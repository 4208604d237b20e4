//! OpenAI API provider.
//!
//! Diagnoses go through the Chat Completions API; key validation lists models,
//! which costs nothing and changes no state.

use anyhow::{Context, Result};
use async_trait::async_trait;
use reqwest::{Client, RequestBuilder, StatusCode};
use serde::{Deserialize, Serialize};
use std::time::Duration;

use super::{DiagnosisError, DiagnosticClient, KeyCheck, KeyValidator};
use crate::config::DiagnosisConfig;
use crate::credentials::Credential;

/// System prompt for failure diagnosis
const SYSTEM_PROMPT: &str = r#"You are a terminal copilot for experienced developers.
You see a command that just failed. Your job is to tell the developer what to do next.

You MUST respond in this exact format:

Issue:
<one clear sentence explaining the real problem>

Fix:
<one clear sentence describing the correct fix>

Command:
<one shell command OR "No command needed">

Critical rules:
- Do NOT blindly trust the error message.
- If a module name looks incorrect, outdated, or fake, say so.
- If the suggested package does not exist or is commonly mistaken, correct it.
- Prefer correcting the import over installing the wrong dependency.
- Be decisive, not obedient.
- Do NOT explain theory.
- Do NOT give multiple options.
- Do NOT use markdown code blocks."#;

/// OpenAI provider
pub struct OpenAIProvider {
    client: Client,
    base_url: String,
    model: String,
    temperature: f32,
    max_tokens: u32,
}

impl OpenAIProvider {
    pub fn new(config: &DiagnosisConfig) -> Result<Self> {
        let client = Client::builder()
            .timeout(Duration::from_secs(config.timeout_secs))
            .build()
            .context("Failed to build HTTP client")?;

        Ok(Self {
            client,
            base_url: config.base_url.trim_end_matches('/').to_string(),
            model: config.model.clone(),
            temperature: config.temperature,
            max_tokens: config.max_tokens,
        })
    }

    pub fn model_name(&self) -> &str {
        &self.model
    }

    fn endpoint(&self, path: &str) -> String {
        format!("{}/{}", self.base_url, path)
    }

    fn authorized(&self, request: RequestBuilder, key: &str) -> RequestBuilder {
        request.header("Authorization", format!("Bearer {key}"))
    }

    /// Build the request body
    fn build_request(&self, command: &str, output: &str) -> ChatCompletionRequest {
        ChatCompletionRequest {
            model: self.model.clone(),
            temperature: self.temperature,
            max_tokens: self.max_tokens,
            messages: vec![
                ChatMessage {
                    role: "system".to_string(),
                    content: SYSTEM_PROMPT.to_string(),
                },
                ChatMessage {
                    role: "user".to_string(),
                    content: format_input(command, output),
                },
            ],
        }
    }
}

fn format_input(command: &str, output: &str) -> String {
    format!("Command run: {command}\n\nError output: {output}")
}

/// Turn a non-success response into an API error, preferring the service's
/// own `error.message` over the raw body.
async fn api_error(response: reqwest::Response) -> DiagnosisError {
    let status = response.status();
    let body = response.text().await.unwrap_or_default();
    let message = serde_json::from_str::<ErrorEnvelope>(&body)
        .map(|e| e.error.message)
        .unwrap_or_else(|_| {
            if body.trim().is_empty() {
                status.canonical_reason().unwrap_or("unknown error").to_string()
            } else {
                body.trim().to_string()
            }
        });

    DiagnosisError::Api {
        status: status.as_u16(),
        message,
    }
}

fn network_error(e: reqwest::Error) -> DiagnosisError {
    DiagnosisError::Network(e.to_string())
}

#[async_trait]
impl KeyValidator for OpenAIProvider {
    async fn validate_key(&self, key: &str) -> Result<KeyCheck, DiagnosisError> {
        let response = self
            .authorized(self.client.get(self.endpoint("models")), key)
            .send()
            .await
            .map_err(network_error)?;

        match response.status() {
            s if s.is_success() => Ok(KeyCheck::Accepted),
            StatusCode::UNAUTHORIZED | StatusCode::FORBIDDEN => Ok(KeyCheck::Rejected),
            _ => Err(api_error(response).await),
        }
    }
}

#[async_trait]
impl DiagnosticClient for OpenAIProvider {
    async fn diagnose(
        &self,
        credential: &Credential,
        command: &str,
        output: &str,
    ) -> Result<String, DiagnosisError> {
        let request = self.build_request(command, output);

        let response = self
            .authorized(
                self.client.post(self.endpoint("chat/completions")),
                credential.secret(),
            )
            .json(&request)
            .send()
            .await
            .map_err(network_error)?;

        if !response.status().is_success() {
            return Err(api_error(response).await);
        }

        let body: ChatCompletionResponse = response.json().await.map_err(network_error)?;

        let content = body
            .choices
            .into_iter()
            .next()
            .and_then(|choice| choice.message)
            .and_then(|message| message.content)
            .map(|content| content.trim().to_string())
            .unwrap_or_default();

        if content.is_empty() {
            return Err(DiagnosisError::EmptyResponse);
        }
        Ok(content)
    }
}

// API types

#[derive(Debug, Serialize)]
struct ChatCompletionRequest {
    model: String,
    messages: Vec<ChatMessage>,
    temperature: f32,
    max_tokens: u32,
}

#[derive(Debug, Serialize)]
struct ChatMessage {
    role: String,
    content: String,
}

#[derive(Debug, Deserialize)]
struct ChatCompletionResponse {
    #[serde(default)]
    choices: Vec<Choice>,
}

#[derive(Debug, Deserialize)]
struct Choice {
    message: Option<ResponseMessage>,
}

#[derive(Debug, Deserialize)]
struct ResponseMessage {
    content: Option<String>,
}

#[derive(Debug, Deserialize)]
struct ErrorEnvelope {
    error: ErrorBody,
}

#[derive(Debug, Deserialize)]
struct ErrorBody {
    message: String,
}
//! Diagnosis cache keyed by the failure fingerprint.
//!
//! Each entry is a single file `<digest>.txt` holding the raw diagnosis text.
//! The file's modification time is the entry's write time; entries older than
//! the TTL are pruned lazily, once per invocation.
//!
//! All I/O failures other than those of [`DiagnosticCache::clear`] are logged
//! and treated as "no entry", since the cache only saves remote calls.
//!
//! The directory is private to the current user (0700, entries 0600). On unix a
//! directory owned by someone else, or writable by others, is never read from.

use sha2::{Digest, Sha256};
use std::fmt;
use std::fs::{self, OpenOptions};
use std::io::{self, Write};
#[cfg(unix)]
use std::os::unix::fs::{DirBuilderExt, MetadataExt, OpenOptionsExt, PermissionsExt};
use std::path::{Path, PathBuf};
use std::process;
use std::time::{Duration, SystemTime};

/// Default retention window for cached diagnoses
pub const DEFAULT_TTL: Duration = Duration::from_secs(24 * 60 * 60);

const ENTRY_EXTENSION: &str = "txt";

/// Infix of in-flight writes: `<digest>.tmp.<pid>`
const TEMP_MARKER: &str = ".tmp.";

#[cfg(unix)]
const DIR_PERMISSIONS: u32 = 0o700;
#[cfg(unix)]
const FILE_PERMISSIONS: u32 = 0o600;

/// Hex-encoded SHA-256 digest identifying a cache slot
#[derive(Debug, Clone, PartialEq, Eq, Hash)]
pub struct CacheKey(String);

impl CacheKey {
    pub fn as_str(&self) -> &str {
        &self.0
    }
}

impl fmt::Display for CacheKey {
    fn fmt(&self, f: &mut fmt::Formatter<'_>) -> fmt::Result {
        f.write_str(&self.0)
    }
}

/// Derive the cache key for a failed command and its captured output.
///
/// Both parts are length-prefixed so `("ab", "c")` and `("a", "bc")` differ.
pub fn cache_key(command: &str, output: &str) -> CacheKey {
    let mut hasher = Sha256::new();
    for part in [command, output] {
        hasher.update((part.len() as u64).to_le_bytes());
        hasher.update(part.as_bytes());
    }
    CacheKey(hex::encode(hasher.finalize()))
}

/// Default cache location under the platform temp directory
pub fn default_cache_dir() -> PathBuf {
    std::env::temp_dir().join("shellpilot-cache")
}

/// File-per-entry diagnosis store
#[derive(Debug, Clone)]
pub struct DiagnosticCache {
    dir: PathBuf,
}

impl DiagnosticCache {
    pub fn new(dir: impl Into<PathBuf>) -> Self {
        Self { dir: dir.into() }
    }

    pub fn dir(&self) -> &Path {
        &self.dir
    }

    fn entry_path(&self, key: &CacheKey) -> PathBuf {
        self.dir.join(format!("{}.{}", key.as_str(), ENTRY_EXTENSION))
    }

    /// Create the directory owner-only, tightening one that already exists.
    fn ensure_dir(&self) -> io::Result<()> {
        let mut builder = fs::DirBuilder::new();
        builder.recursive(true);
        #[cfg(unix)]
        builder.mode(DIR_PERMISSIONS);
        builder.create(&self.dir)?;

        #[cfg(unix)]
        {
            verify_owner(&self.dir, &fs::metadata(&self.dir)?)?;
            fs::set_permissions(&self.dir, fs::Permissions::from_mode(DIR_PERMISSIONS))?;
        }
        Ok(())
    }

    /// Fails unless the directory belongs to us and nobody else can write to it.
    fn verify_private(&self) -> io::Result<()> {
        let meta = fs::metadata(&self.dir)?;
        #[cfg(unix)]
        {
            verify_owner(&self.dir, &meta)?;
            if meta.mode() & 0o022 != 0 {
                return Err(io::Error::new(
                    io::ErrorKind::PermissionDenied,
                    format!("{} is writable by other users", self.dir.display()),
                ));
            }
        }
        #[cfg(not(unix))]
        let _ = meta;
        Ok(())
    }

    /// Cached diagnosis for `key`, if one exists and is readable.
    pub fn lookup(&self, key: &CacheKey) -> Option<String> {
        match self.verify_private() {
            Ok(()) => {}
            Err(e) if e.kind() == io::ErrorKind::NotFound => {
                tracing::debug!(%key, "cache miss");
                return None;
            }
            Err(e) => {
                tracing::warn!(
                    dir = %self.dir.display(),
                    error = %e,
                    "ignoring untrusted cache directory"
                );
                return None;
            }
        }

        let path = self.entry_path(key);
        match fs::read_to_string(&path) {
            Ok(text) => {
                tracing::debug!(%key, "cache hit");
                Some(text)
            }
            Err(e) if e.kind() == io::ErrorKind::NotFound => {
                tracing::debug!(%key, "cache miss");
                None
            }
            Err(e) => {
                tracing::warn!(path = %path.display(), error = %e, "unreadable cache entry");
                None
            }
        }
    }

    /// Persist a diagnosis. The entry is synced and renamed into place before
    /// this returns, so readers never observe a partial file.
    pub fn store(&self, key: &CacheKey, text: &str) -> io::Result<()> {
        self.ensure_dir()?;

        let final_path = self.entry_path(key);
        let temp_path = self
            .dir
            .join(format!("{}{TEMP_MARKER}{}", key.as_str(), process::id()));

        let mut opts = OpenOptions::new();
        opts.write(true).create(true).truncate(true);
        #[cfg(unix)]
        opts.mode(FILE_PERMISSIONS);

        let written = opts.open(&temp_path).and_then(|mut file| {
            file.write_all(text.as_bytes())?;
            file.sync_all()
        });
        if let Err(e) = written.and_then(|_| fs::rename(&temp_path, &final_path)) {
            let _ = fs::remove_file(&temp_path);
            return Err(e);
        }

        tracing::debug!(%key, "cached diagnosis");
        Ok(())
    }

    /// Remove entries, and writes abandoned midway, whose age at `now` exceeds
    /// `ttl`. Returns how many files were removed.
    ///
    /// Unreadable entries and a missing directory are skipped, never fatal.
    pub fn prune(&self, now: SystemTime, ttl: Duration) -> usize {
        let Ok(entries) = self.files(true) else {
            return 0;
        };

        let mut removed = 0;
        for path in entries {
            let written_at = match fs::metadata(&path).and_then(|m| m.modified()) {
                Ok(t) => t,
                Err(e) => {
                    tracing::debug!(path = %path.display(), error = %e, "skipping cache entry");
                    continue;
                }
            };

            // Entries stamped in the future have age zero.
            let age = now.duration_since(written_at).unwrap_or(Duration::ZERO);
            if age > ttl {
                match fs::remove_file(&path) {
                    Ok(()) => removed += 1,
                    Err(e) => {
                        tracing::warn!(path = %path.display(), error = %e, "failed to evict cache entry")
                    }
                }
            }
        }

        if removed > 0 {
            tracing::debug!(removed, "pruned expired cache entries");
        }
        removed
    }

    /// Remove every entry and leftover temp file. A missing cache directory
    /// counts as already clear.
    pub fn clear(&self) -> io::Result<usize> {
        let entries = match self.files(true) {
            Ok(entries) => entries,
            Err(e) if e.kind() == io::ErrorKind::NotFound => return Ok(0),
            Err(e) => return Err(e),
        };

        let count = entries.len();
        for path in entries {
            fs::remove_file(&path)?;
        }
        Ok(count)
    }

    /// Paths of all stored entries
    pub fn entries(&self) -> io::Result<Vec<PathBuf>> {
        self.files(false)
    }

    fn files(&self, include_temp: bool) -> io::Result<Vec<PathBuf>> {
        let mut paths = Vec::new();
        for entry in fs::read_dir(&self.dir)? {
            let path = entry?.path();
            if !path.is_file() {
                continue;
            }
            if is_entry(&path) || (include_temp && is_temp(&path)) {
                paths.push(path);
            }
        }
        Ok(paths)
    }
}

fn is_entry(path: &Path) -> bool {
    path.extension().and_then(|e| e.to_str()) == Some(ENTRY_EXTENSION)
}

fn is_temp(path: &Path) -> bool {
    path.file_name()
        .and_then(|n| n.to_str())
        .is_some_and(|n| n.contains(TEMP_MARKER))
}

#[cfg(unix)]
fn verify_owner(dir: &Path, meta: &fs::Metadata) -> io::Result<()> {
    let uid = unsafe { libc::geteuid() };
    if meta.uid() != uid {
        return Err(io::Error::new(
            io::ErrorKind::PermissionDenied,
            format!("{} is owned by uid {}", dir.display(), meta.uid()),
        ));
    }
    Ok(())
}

--

A single number is the answer: how many lines of the material contain "ErrorEnvelope"?

_COMPLETED EXERCISE_. 2